Aim of the exercise: Pull out every line in the data that has the string "decide" in it.
★ ★ ★ ★ ★ ★ ★
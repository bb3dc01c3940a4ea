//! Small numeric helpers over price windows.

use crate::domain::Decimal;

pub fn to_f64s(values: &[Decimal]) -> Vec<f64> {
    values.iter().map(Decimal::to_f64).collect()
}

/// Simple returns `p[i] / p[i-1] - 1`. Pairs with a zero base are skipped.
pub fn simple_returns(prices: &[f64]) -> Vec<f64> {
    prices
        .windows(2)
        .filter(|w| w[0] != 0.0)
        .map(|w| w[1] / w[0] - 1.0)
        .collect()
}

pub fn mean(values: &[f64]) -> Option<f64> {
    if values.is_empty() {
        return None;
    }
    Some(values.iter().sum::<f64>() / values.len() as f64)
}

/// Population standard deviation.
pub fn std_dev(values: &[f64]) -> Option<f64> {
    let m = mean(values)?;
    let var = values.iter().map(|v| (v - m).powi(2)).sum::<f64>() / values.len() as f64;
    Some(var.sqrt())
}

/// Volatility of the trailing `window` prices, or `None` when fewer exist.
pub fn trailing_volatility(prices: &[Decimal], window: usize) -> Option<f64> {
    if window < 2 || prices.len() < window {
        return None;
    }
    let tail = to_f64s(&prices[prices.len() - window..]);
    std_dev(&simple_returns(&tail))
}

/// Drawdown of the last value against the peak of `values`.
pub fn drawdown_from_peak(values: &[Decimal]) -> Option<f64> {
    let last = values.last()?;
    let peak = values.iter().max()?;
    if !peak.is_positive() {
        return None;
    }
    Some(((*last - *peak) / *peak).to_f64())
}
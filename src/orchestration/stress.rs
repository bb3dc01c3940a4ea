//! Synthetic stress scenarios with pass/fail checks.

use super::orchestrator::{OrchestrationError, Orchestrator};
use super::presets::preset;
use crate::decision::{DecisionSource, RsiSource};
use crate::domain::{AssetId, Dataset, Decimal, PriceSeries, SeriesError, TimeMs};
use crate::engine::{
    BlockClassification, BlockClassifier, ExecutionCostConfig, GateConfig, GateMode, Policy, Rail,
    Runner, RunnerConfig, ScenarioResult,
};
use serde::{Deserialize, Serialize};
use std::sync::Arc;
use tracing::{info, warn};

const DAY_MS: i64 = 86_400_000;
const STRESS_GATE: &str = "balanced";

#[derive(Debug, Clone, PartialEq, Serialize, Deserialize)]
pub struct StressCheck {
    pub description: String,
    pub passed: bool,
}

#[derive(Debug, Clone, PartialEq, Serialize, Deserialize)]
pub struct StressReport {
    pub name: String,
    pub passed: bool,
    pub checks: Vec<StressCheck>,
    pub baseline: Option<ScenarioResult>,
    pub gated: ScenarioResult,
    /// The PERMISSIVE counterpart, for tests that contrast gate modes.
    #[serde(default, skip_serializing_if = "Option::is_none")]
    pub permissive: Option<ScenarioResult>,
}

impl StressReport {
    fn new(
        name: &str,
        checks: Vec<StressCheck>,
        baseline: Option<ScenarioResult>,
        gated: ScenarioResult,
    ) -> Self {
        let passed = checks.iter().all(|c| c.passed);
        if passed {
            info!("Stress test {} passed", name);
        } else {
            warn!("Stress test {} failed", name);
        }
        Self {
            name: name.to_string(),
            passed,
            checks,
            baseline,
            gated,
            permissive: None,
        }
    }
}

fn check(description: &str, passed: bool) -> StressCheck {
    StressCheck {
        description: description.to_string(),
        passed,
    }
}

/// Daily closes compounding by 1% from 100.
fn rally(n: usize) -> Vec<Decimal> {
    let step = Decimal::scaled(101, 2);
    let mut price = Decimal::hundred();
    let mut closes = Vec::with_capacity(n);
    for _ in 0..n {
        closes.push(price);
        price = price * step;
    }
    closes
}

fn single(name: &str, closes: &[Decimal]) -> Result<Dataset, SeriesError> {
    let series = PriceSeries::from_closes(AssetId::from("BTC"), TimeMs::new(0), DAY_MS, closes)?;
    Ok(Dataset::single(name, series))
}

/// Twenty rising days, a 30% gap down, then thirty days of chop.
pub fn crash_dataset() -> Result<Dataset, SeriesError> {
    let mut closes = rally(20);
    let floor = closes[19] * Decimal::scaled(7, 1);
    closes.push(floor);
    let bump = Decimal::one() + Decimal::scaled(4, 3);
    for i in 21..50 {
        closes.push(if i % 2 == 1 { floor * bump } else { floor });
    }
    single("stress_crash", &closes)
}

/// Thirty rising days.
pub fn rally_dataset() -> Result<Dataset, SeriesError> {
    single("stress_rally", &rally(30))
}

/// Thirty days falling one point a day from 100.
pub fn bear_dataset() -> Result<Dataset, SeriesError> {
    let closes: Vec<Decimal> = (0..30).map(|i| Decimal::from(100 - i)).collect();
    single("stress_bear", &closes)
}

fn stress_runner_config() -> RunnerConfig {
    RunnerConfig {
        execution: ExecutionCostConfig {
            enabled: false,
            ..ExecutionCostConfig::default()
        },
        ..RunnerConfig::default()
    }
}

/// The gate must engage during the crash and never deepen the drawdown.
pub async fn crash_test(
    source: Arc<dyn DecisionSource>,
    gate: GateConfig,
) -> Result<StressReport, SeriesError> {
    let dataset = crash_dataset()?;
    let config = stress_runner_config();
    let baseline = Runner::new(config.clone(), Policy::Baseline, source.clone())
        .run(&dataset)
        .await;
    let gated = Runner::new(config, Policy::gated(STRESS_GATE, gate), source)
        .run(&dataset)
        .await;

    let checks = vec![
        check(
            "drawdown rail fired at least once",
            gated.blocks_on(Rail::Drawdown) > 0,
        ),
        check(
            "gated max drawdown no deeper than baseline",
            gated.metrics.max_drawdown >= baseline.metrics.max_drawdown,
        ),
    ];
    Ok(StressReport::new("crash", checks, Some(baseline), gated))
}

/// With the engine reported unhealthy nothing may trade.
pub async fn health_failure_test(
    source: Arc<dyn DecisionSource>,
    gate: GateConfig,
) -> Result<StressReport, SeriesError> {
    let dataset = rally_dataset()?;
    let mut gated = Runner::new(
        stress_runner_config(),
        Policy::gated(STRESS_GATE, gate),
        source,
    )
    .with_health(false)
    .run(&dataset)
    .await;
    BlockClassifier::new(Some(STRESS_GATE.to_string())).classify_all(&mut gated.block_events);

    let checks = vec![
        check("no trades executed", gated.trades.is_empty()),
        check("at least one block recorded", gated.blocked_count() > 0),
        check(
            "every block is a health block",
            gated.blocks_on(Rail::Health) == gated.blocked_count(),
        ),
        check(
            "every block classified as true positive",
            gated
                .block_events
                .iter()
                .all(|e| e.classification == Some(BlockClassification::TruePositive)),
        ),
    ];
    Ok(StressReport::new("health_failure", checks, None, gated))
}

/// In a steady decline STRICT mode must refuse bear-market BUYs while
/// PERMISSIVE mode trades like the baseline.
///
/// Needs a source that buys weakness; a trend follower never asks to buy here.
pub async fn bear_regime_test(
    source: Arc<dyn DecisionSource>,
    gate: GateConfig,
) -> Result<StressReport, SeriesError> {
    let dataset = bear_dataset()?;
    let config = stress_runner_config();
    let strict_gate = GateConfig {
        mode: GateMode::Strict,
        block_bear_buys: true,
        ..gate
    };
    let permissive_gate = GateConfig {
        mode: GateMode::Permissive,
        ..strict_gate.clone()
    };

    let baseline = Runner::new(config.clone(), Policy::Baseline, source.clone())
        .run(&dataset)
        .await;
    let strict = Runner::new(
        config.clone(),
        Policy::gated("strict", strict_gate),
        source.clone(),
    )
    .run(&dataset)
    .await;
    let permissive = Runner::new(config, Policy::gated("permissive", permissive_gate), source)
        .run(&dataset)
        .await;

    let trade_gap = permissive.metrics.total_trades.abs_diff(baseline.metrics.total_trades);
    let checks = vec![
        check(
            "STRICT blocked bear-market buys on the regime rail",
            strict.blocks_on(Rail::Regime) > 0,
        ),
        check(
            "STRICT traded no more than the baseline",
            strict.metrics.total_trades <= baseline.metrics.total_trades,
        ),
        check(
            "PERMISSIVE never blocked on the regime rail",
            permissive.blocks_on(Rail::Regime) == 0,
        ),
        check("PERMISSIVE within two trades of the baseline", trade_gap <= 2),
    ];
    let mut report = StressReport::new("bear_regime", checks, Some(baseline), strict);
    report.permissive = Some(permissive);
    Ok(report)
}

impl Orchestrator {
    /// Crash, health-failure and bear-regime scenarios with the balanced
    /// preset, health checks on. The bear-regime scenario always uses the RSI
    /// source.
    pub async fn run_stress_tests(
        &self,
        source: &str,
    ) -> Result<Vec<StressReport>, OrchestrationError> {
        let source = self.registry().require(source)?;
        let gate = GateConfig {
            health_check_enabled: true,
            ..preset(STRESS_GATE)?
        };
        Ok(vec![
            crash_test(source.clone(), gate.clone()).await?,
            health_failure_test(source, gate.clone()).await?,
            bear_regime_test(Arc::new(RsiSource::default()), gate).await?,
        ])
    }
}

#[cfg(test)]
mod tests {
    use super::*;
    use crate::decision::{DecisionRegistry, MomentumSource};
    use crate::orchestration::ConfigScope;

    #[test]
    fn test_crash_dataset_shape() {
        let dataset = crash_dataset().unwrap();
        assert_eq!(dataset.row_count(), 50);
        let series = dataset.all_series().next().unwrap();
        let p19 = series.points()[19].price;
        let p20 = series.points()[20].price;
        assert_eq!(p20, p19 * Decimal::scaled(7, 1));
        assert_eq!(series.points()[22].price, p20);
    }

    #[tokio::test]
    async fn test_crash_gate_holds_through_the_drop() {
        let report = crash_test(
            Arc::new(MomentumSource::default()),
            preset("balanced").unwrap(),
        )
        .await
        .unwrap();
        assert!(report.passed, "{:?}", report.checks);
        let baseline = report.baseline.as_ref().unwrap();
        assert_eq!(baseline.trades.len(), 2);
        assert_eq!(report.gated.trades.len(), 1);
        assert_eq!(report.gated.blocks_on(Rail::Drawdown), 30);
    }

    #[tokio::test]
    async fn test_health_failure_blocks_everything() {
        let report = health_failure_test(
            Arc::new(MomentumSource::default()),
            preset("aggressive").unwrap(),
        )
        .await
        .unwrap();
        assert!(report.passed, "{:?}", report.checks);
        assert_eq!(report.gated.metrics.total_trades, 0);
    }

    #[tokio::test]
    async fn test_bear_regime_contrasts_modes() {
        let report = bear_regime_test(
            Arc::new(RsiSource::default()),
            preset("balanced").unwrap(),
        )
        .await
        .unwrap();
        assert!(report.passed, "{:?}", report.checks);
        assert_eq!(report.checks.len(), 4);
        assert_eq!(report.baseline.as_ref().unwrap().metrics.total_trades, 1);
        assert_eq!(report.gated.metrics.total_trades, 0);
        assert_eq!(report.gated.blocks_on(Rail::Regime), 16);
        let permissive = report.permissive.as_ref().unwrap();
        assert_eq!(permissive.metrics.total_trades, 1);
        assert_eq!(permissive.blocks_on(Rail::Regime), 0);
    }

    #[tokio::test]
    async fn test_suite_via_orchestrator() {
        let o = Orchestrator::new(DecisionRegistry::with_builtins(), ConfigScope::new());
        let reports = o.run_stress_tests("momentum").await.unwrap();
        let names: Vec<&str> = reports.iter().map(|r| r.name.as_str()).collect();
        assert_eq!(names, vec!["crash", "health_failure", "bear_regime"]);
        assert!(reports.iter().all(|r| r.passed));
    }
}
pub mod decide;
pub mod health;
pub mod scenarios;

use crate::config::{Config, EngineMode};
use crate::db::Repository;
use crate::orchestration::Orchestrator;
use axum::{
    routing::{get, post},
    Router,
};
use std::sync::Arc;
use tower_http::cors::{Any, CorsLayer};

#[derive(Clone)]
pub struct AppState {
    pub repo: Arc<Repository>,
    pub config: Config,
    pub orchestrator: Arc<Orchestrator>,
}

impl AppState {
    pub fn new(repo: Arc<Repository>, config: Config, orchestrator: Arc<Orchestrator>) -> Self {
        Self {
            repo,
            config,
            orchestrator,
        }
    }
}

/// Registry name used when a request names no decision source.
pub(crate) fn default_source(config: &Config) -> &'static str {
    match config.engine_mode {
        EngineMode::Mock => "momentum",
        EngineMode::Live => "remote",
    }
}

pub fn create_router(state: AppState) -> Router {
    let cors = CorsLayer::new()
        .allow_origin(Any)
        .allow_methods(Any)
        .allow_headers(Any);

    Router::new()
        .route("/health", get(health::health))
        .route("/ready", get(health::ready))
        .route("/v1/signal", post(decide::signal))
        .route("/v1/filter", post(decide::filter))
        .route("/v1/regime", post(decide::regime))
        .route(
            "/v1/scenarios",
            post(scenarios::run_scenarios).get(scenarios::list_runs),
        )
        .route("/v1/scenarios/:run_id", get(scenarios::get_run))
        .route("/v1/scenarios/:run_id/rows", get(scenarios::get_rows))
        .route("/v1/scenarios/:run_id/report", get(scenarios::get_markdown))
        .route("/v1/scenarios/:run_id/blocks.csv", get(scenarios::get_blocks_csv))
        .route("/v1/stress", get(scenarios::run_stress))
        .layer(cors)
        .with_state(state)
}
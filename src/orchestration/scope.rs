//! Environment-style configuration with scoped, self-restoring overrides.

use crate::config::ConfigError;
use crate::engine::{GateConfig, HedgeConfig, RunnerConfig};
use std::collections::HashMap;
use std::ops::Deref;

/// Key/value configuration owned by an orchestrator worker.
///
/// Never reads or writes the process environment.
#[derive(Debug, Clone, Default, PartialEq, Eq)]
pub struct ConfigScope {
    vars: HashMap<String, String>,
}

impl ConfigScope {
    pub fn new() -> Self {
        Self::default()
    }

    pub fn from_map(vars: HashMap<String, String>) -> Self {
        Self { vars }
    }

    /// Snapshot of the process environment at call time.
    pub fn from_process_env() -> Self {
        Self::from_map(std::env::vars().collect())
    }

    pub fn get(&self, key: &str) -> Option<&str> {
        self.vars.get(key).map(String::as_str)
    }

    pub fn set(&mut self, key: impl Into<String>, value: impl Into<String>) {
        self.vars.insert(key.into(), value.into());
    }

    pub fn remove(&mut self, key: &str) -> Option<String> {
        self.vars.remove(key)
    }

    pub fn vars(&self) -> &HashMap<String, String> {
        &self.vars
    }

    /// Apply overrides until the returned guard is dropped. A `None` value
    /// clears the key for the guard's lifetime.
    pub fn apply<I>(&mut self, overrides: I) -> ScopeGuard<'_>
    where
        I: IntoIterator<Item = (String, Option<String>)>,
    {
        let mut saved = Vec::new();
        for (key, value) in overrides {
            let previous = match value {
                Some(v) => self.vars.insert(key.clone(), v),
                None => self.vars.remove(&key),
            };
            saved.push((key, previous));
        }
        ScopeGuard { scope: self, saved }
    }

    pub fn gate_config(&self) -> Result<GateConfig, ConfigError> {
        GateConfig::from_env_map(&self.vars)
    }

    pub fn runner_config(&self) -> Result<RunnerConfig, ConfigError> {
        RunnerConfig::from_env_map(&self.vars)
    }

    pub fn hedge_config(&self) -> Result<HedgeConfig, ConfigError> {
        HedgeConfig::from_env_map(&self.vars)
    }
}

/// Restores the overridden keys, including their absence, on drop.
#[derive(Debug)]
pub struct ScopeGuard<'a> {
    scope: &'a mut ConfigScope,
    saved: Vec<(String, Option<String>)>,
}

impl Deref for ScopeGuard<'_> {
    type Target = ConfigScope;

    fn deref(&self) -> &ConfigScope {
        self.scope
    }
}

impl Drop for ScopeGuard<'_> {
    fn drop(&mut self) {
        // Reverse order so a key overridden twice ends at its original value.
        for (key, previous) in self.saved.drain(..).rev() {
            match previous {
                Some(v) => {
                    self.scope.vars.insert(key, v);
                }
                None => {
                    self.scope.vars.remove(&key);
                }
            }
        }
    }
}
★ ★ ★ ★ ★ ★ ★
Solution to this task:
pub mod decide;
        .route("/v1/signal", post(decide::signal))
        .route("/v1/filter", post(decide::filter))
        .route("/v1/regime", post(decide::regime))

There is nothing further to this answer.